WHAT THIS TASK INVOLVES - Please quote exactly the lines below from the line containing "oracle.reset_number_of_queries();" to the line containing "oracle = PlaintextOracle::new(OracleType::TTT, public_key());", both lines included, and nothing else.

═════ DATA SHOWN ═════

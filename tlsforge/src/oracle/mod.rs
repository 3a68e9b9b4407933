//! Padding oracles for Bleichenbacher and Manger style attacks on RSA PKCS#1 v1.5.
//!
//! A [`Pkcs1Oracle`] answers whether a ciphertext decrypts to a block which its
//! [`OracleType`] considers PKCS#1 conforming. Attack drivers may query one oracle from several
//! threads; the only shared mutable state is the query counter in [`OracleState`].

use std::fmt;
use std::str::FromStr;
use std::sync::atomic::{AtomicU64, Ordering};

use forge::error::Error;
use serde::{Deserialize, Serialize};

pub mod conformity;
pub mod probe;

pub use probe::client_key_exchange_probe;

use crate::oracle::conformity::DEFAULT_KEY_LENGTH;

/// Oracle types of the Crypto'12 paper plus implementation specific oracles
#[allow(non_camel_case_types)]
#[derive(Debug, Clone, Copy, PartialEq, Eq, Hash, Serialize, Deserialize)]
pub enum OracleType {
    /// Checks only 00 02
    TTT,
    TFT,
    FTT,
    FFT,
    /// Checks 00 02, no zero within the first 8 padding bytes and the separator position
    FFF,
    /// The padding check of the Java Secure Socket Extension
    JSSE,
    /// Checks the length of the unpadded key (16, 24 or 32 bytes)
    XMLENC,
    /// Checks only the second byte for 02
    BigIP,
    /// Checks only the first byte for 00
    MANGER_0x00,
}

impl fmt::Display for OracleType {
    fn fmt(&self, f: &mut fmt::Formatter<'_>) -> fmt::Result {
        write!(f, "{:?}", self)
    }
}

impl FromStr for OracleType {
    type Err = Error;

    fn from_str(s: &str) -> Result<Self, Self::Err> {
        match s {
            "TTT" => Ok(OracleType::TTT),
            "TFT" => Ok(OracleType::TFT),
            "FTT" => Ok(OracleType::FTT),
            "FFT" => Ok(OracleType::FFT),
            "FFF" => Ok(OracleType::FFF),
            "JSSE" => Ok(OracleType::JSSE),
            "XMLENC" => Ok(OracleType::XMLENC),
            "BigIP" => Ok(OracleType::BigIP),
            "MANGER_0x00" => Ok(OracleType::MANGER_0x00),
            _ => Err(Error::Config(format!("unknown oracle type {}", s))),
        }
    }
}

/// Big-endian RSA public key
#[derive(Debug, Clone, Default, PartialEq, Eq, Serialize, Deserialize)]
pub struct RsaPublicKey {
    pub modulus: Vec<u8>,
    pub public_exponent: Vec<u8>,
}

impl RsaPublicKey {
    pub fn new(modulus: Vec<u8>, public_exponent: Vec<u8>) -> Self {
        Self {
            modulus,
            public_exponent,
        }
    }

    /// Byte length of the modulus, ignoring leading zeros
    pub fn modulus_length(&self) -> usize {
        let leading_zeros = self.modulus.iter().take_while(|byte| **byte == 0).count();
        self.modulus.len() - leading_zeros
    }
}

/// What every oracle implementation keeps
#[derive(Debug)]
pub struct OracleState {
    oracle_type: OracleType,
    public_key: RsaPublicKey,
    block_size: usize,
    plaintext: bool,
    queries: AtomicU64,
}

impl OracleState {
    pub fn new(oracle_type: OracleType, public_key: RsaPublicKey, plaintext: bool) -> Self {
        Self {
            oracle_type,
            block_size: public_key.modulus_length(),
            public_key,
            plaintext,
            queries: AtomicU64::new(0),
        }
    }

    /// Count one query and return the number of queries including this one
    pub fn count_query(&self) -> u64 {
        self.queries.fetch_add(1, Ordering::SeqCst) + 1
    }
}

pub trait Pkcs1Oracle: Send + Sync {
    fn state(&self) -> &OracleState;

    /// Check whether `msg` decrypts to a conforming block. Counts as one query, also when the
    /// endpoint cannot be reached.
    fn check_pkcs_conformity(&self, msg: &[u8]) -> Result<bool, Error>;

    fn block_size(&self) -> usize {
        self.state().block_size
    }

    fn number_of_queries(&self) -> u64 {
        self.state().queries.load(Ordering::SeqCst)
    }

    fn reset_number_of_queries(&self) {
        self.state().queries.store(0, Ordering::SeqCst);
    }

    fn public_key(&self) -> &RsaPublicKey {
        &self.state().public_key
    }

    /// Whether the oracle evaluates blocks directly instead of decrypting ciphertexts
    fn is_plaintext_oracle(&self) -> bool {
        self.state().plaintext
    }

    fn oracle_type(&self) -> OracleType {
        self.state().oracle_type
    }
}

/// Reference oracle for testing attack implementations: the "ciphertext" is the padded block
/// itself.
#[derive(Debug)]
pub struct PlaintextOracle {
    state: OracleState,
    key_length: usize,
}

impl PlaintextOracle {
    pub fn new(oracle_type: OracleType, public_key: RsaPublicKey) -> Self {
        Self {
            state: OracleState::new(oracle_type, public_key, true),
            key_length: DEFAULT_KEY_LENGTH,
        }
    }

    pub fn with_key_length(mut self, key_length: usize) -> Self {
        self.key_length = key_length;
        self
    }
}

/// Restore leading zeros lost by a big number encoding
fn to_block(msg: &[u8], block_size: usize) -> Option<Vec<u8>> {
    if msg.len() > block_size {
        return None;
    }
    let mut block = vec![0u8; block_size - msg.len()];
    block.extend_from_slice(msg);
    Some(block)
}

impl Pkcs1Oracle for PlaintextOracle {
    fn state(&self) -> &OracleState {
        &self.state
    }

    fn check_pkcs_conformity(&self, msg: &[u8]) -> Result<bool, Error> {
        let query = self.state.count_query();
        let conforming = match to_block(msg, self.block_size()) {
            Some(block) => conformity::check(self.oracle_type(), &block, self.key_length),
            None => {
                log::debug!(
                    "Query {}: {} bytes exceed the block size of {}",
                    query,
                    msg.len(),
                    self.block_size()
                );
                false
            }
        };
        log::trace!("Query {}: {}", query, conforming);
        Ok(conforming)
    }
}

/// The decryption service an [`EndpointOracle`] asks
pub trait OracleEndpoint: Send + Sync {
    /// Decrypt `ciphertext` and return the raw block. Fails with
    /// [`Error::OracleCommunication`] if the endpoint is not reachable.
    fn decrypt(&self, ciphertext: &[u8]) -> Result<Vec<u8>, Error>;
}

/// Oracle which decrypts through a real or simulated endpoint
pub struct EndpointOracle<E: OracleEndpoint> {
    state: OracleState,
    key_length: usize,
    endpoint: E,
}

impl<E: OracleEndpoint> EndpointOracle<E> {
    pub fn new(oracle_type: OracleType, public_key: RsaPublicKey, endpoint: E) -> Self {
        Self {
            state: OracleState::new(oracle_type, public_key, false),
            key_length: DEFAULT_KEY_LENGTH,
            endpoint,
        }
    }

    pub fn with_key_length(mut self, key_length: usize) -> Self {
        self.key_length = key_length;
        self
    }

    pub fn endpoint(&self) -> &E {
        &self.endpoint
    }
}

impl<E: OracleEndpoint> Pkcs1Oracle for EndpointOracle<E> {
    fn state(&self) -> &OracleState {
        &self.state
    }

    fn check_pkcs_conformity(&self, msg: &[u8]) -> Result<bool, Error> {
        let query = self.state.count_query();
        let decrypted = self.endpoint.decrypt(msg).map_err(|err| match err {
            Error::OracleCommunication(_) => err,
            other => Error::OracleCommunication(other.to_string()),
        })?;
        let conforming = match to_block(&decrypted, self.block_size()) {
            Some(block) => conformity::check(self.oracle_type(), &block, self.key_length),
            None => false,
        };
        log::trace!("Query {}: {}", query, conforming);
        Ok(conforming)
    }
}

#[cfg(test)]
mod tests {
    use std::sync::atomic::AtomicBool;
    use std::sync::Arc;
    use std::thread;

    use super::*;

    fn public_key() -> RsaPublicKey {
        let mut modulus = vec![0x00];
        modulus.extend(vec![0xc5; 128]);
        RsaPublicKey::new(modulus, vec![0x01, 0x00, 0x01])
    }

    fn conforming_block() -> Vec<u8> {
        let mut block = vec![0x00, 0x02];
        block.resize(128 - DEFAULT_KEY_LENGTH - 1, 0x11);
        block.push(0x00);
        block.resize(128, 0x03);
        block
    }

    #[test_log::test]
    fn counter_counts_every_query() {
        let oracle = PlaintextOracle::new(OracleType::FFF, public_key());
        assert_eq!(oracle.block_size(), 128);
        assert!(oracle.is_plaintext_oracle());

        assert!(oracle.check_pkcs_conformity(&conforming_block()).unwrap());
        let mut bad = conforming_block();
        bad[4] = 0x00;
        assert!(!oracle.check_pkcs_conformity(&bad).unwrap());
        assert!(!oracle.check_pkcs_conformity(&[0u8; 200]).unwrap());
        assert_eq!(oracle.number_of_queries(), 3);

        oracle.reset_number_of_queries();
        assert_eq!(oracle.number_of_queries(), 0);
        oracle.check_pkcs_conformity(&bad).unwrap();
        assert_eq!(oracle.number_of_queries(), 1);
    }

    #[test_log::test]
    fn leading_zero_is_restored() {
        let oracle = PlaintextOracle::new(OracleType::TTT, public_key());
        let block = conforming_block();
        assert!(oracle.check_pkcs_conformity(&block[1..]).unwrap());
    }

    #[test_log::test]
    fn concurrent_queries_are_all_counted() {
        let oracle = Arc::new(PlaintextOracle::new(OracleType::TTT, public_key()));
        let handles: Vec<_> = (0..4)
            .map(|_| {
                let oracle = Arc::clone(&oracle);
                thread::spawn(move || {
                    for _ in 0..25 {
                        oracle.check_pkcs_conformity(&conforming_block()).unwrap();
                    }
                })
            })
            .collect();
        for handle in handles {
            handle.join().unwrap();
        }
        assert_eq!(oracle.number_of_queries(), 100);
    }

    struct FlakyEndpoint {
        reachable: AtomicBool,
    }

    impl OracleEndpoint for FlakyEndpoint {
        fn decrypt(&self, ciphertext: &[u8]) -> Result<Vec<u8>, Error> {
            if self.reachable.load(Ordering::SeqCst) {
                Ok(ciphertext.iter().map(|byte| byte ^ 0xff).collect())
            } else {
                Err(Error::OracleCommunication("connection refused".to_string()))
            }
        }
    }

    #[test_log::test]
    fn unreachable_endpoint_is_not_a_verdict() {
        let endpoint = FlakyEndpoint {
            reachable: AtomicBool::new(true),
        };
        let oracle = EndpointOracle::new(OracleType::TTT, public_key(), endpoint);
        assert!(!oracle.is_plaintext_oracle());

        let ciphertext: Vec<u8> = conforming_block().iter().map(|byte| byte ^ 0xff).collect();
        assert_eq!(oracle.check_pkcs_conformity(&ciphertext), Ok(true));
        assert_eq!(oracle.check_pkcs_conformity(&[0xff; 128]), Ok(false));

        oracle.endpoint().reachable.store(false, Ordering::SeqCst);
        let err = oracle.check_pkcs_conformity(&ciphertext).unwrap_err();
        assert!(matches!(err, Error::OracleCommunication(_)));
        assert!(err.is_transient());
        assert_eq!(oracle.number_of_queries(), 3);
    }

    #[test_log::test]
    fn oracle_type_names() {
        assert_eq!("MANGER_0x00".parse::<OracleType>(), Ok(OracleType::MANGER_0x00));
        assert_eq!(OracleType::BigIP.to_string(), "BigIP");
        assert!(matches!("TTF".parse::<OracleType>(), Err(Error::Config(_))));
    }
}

═════
═════ DATA SHOWN ═════

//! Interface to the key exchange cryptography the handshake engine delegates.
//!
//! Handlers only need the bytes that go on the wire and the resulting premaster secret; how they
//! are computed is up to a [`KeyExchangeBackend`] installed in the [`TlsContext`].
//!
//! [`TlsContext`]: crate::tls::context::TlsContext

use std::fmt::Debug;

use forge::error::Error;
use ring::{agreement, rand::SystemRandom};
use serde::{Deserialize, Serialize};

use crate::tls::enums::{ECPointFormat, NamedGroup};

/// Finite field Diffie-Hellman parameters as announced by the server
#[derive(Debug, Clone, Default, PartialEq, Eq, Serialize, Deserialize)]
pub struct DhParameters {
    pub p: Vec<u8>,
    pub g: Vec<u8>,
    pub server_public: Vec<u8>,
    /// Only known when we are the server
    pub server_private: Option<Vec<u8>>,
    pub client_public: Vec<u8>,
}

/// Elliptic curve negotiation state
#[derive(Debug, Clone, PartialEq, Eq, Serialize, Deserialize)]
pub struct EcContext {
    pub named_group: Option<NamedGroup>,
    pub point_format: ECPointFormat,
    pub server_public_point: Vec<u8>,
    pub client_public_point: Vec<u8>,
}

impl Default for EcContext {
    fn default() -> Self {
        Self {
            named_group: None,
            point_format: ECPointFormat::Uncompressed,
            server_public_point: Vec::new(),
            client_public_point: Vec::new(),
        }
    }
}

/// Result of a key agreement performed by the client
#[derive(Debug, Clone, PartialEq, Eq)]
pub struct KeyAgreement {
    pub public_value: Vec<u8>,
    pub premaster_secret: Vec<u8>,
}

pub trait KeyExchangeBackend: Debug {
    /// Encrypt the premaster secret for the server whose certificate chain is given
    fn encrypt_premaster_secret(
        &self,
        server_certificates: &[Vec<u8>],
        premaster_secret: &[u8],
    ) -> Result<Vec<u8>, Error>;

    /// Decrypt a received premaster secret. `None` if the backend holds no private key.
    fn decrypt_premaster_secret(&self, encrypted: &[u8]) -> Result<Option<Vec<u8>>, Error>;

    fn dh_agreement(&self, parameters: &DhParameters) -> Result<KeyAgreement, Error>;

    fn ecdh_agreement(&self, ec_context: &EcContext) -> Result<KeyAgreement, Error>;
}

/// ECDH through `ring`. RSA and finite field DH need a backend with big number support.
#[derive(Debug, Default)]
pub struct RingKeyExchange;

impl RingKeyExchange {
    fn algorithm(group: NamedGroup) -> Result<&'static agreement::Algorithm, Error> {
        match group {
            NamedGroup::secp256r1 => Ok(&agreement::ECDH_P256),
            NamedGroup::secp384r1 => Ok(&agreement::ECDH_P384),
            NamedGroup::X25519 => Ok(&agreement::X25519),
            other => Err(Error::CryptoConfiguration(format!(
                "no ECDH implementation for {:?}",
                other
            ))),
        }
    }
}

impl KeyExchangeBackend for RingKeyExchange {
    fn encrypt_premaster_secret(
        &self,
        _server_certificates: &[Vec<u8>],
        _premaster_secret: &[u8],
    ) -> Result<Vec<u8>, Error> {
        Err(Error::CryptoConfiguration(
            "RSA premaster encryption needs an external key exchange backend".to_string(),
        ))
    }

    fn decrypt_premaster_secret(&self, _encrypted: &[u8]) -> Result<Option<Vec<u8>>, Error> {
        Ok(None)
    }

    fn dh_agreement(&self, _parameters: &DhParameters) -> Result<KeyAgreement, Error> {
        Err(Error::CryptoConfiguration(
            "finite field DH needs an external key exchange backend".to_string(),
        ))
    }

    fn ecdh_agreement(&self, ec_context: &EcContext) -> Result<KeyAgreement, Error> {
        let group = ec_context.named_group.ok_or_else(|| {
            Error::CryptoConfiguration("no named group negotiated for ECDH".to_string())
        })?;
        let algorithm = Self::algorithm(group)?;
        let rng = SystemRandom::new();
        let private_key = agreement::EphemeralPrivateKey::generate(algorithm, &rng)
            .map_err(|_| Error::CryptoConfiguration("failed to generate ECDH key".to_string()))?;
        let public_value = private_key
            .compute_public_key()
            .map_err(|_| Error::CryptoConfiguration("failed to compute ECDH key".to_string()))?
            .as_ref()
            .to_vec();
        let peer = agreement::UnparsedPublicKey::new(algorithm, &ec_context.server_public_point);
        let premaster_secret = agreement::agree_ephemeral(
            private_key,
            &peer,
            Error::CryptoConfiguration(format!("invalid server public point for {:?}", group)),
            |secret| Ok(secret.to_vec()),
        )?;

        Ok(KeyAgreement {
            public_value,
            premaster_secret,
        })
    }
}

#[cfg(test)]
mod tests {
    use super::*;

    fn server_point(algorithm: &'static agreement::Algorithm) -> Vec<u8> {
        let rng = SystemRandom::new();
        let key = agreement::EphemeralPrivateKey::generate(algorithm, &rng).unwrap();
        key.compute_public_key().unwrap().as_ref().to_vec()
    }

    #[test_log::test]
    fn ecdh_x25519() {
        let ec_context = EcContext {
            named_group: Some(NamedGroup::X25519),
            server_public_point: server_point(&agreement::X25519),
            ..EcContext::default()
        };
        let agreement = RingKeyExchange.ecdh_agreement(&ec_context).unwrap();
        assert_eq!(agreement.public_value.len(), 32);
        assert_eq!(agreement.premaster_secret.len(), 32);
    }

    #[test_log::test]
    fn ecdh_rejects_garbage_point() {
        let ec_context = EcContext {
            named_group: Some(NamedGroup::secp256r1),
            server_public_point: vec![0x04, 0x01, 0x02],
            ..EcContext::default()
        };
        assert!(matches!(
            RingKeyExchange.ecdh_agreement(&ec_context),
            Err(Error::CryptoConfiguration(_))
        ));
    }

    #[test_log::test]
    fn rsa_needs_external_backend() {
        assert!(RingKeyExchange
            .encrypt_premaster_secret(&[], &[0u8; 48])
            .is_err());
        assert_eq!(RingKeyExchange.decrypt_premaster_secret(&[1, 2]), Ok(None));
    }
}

═════

ANSWER TO THIS TASK -
        oracle.reset_number_of_queries();
        assert_eq!(oracle.number_of_queries(), 0);
        oracle.check_pkcs_conformity(&bad).unwrap();
        assert_eq!(oracle.number_of_queries(), 1);
    }

    #[test_log::test]
    fn leading_zero_is_restored() {
        let oracle = PlaintextOracle::new(OracleType::TTT, public_key());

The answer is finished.